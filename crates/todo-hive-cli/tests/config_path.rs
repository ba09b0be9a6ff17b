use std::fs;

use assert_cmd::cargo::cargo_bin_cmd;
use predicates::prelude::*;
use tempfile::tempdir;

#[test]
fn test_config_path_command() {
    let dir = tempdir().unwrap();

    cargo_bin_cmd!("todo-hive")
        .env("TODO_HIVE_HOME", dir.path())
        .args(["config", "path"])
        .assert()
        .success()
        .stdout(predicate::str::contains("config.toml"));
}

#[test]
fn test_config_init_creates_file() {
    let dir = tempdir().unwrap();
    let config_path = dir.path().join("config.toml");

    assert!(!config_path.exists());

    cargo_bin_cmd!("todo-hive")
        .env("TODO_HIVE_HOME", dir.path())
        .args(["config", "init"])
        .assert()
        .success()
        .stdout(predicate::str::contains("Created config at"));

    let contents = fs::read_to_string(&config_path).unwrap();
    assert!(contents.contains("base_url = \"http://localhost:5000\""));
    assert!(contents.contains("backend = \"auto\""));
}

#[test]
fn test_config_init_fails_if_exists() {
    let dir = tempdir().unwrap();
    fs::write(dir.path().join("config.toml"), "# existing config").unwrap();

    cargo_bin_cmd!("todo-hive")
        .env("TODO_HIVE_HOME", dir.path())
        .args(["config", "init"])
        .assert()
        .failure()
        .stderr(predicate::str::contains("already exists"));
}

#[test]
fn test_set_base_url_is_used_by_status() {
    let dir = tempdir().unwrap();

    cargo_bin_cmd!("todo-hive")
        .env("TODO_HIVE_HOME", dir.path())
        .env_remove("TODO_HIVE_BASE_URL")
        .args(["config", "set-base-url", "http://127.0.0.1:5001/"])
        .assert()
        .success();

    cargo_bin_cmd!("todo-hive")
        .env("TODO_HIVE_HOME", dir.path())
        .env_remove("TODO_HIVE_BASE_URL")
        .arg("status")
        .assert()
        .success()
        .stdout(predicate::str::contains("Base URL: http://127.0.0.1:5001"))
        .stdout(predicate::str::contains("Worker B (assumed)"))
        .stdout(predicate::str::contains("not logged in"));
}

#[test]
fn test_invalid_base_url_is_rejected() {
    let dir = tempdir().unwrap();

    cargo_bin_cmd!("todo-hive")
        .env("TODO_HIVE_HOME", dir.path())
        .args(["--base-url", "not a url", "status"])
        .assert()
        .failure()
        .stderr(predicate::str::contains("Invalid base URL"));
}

***

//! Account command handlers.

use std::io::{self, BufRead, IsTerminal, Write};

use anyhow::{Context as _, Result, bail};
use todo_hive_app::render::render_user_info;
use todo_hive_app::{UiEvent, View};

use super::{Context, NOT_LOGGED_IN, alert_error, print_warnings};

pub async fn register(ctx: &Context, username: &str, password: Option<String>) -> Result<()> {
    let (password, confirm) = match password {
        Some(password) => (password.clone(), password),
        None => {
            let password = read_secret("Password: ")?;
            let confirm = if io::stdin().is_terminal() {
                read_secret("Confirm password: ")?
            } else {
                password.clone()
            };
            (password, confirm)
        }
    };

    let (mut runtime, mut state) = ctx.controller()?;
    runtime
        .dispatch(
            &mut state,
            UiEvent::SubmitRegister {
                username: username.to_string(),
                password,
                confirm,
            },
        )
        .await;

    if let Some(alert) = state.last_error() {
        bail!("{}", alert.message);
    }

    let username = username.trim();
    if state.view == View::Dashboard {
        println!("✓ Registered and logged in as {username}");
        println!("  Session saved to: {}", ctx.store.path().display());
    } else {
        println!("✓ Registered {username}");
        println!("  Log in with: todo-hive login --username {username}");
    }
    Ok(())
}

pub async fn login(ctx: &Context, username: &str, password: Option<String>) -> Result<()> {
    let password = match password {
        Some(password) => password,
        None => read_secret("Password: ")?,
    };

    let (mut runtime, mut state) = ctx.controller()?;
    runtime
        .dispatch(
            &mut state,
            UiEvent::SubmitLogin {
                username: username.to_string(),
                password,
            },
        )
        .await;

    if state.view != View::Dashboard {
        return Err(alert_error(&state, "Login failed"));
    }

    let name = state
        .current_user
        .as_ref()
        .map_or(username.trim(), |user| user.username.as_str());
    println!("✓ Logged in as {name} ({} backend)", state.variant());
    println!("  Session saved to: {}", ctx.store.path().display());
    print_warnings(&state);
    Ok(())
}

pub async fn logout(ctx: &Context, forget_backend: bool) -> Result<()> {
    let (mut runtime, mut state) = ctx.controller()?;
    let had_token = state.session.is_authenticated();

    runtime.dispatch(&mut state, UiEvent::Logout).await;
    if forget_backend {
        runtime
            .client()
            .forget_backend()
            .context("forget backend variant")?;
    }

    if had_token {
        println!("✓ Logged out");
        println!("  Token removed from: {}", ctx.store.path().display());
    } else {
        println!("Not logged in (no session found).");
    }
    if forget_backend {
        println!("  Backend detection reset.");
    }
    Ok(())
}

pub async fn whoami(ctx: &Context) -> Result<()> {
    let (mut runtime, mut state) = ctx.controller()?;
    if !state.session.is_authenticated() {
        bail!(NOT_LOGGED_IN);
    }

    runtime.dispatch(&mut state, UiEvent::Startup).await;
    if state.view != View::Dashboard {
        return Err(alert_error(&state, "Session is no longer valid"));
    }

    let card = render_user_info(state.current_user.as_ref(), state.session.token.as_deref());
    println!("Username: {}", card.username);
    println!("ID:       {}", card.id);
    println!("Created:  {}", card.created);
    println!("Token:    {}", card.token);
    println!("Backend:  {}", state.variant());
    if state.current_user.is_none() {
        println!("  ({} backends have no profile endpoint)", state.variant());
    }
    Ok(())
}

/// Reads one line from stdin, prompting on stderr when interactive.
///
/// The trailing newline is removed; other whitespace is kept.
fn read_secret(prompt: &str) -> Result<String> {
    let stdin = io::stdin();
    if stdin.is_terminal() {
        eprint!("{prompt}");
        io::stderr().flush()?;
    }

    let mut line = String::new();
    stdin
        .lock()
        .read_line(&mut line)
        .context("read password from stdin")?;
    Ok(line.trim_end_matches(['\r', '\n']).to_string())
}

***

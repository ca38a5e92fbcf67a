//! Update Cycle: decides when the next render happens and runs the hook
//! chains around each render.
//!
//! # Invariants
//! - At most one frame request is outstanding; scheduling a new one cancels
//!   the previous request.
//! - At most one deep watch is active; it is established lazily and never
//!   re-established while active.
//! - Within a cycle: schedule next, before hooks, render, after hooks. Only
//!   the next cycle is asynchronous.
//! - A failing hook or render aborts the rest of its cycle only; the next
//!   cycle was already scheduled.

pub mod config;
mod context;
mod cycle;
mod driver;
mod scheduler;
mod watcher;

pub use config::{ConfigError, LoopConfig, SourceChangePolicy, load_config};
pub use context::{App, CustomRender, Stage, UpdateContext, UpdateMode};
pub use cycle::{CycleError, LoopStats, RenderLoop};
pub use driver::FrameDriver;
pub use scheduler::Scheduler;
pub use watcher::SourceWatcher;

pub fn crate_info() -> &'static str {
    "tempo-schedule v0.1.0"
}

***

What the exercise asks: Only one stretch of the records above is wanted: the lines between the one holding "the previous request." and the one holding "pub fn crate_info()", inclusive, reproduced exactly.

Response to the task:
//!   the previous request.
//! - At most one deep watch is active; it is established lazily and never
//!   re-established while active.
//! - Within a cycle: schedule next, before hooks, render, after hooks. Only
//!   the next cycle is asynchronous.
//! - A failing hook or render aborts the rest of its cycle only; the next
//!   cycle was already scheduled.

pub mod config;
mod context;
mod cycle;
mod driver;
mod scheduler;
mod watcher;

pub use config::{ConfigError, LoopConfig, SourceChangePolicy, load_config};
pub use context::{App, CustomRender, Stage, UpdateContext, UpdateMode};
pub use cycle::{CycleError, LoopStats, RenderLoop};
pub use driver::FrameDriver;
pub use scheduler::Scheduler;
pub use watcher::SourceWatcher;

pub fn crate_info() -> &'static str {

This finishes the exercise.